» What the task requires: Exact reproduction is needed for the lines from the one with "self.client_idle_timeout = Some(timeout_secs);" to the end of the listing below, and for no other lines.

============

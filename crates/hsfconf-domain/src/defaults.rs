//! Process-wide defaults
//!
//! Supplied once at startup and injected into resolvers at construction.

use serde::{Deserialize, Serialize};

/// Built-in client call timeout (milliseconds)
pub const DEFAULT_CLIENT_TIMEOUT_MS: u32 = 3000;

/// Built-in client idle timeout (seconds)
pub const DEFAULT_CLIENT_IDLE_TIMEOUT_SECS: u32 = 10;

/// Global defaults that provider metadata may override
///
/// # Examples
///
/// ```
/// use hsfconf_domain::GlobalDefaults;
///
/// let defaults = GlobalDefaults::default();
/// assert!(defaults.service_version.is_none());
///
/// let defaults = GlobalDefaults::new()
///     .with_service_version("1.0.0")
///     .with_service_group("HSF");
/// assert_eq!(defaults.service_group.as_deref(), Some("HSF"));
/// ```
#[derive(Debug, Clone, Default, PartialEq, Eq, Serialize, Deserialize)]
#[serde(default)]
pub struct GlobalDefaults {
    /// Default service version
    #[serde(alias = "service-version")]
    pub service_version: Option<String>,

    /// Default service group
    #[serde(alias = "service-group")]
    pub service_group: Option<String>,

    /// Default client call timeout (milliseconds)
    #[serde(alias = "client-timeout")]
    pub client_timeout: Option<u32>,

    /// Default client idle timeout (seconds)
    #[serde(alias = "client-idle-timeout")]
    pub client_idle_timeout: Option<u32>,
}

impl GlobalDefaults {
    /// Create empty defaults (everything falls back to built-ins)
    pub fn new() -> Self {
        Self::default()
    }

    /// Set the default service version
    pub fn with_service_version(mut self, version: impl Into<String>) -> Self {
        self.service_version = Some(version.into());
        self
    }

    /// Set the default service group
    pub fn with_service_group(mut self, group: impl Into<String>) -> Self {
        self.service_group = Some(group.into());
        self
    }

    /// Set the default client timeout
    pub fn with_client_timeout(mut self, timeout_ms: u32) -> Self {
        self.client_timeout = Some(timeout_ms);
        self
    }

    /// Set the default client idle timeout
    pub fn with_client_idle_timeout(mut self, timeout_secs: u32) -> Self {
        self.client_idle_timeout = Some(timeout_secs);
        self
    }
}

============

» Exercise result:
        self.client_idle_timeout = Some(timeout_secs);
        self
    }
}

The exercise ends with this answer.